When the upper limb is in the anatomical position, the
1:superior angle of the scapula lies at the level of the T2 vertebra.
2: medial end of the root of the scapular spine is opposite the spinous process of
the T3 vertebra.
3: inferior angle of the scapula lies at the level of the T7 vertebra, near the
inferior border of the 7th rib and 7th intercostal space.
The medial edge of the scapula is palpable below the spine root of the scapula when passing through the 3rd to 7th ribs. The lateral edge of the scapula is covered by teres major and teres minor, making it difficult to touch. Abduct the upper limbs, place the hands behind the head, rotate the scapula, and raise the glenoid so that the medial edge of the scapula is parallel to the sixth rib. Therefore, it can be used to estimate its position and the oblique fissure of the lung deep in the ribs. The lower corner of the scapula is easy to feel and is usually visible. Grasp it while testing the movement of the glenohumeral joint to fix the scapula. The coracoid process of the scapula can be deeply palpated on the outside of the clavicular (triangular thoracic) triangle.
The head of the humerus is surrounded by muscles except for the lower part; therefore, it can only be palpated by pushing the fingers up into the armpit (armpit). The arm must not be completely abducted; otherwise, the axillary fascia will be tight, which will hinder palpation of the humeral head. When the arm is moved and the scapula is fixed (fixed in place), the humeral head can be palpated.
The greater tuberosity of the humerus can be palpated by the deep part of the deltoid muscle below the lateral edge of the acromion with the human arm. In this position, the greater tubercle is the outermost bone point of the shoulder, which, together with the deltoid muscle, gives the shoulder a round outline. When the arm is abducted, the greater tubercle is pulled below the acromion and is no longer palpable.

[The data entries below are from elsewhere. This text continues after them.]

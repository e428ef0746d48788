//! Deterministic header-chain generation.
//!
//! Builds runs of valid headers on top of any parent: each block is sealed
//! `interval + offset` seconds after its parent with the difficulty the
//! calculator demands for that spacing. A negative offset makes blocks come
//! faster (and heavier); a positive one makes them slower (and lighter).
//! Nonces are random unless set, so two runs from the same parent with the
//! same timing are still distinct chains.

use crate::config::{DifficultyConfig, TARGET_BLOCK_INTERVAL_SECS};
use crate::consensus::DifficultyCalculator;
use crate::storage::Header;

/// Per-block knobs handed to the generator callback.
#[derive(Debug, Clone, Copy)]
pub struct BlockBuilder {
    number: u64,
    offset: i64,
    nonce: u64,
}

impl BlockBuilder {
    /// Height of the block being built.
    pub fn number(&self) -> u64 {
        self.number
    }

    /// Shift this block's timestamp relative to the target spacing.
    pub fn offset_time(&mut self, seconds: i64) {
        self.offset = seconds;
    }

    pub fn set_nonce(&mut self, nonce: u64) {
        self.nonce = nonce;
    }
}

#[derive(Debug, Clone, Copy)]
pub struct ChainGenerator {
    calculator: DifficultyCalculator,
    interval: u64,
}

impl Default for ChainGenerator {
    fn default() -> Self {
        Self::new(DifficultyConfig::default())
    }
}

impl ChainGenerator {
    pub fn new(config: DifficultyConfig) -> Self {
        Self {
            calculator: DifficultyCalculator::new(config),
            interval: TARGET_BLOCK_INTERVAL_SECS,
        }
    }

    pub fn with_interval(mut self, seconds: u64) -> Self {
        self.interval = seconds;
        self
    }

    /// Generate `count` headers on top of `parent`, letting `configure`
    /// adjust each block before it is sealed.
    ///
    /// Spacing never drops below one second, so timestamps always increase.
    pub fn generate<F>(&self, parent: &Header, count: usize, mut configure: F) -> Vec<Header>
    where
        F: FnMut(usize, &mut BlockBuilder),
    {
        let mut headers = Vec::with_capacity(count);
        let mut prev = parent.clone();

        for i in 0..count {
            let mut builder = BlockBuilder {
                number: prev.number + 1,
                offset: 0,
                nonce: rand::random(),
            };
            configure(i, &mut builder);

            let spacing = (self.interval as i64).saturating_add(builder.offset).max(1) as u64;
            let timestamp = prev.timestamp + spacing;
            let difficulty = self.calculator.calculate(&prev, timestamp);
            let header = Header::new(&prev, timestamp, difficulty, builder.nonce);

            headers.push(header.clone());
            prev = header;
        }
        headers
    }

    /// Generate `count` headers, every one shifted by `offset` seconds.
    pub fn generate_with_offset(&self, parent: &Header, count: usize, offset: i64) -> Vec<Header> {
        self.generate(parent, count, |_, block| block.offset_time(offset))
    }
}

The small tuberosity of the humerus can be palpated through the deltoid muscle in the front of the arm, about 1 cm outside the tip of the coracoid process, slightly lower than the tip of the coracoid process and difficult to palpate. The rotation of the arm helps to palpate the nodule. The location of the internodal groove or biceps groove between the greater and lesser nodules can be identified by palpating upwards along the long head of the biceps tendon during elbow flexion and extension, as it passes through Groove between nodules. The shaft of the humerus can be palpated with varying clarity through the surrounding muscles. No part of the proximal humeral shaft is located under the skin.
The medial and lateral epicondyles of the humerus are located under the skin and are easily accessible on the medial and lateral sides of the elbow. The medial epicondyle that protrudes posteriorly is more prominent than the lateral epicondyle.

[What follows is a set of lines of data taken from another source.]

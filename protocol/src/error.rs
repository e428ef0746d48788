//! # Chain Errors
//!
//! The error taxonomy of chain selection. Storage, validation and config
//! errors from the lower layers fold into [`ChainError`] via `#[from]`;
//! insertion wraps it in [`InsertError`] so the caller also learns which
//! element of the submitted segment caused the failure.

use crate::config::ConfigError;
use crate::consensus::ValidationError;
use crate::finality::Rejection;
use crate::storage::{short_hash, DbError, Hash};

#[derive(Debug, thiserror::Error)]
pub enum ChainError {
    /// No common ancestor with the canonical chain, or the fork point lies
    /// below the oldest header still eligible as an ancestor.
    #[error("unknown ancestor {} (forks must branch at or above #{retained_from})", short_hash(.hash))]
    UnknownAncestor { hash: Hash, retained_from: u64 },

    /// The segment's first new header names a parent that is not stored.
    #[error("unknown parent {}: not stored", short_hash(.hash))]
    UnknownParent { hash: Hash },

    #[error("artificial finality rejected segment: {0}")]
    ArtificialFinalityRejected(Rejection),

    #[error("validation failed: {0}")]
    Validation(#[from] ValidationError),

    #[error("missing total difficulty for {}", short_hash(.hash))]
    MissingTotalDifficulty { hash: Hash },

    #[error("missing header {}", short_hash(.hash))]
    MissingHeader { hash: Hash },

    #[error("stored genesis {} does not match {}", short_hash(.stored), short_hash(.expected))]
    GenesisMismatch { stored: Hash, expected: Hash },

    #[error("storage error: {0}")]
    Storage(#[from] DbError),

    #[error("config error: {0}")]
    Config(#[from] ConfigError),

    #[error("metrics error: {0}")]
    Metrics(#[from] prometheus::Error),
}

impl ChainError {
    pub fn is_rejection(&self) -> bool {
        matches!(self, Self::ArtificialFinalityRejected(_))
    }

    /// True for both a missing parent and a fork below the retained horizon.
    pub fn is_unknown_ancestor(&self) -> bool {
        matches!(self, Self::UnknownAncestor { .. } | Self::UnknownParent { .. })
    }
}

/// A failed insertion, carrying the index of the offending segment element.
#[derive(Debug, thiserror::Error)]
#[error("insert failed at segment index {index}: {error}")]
pub struct InsertError {
    pub index: usize,
    #[source]
    pub error: ChainError,
}

impl InsertError {
    pub fn new(index: usize, error: impl Into<ChainError>) -> Self {
        Self {
            index,
            error: error.into(),
        }
    }

    /// The rejection details, if the artificial finality gate refused the
    /// segment.
    pub fn rejection(&self) -> Option<&Rejection> {
        match &self.error {
            ChainError::ArtificialFinalityRejected(rejection) => Some(rejection),
            _ => None,
        }
    }
}

pub type ChainResult<T> = Result<T, ChainError>;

When the elbow joint is partially bent, the lateral epicondyle can be seen. When the elbow is fully extended, the lateral epicondyle can be palpated, but not deep into the depression on the posterior and outer sides of the elbow. The olecranon is easy to reach. Palpate (Figure 3.12). When the elbow joint is extended, please note that the tip of the olecranon and the epicondyle of the humerus are in a straight line. When the elbow is bent, the olecranon descends until its tip forms the apex of an approximately equilateral triangle, and the epicondyle forms an angle at its base. Normal relationships are important in the diagnosis of certain elbow injuries (such as dislocation of the elbow joint).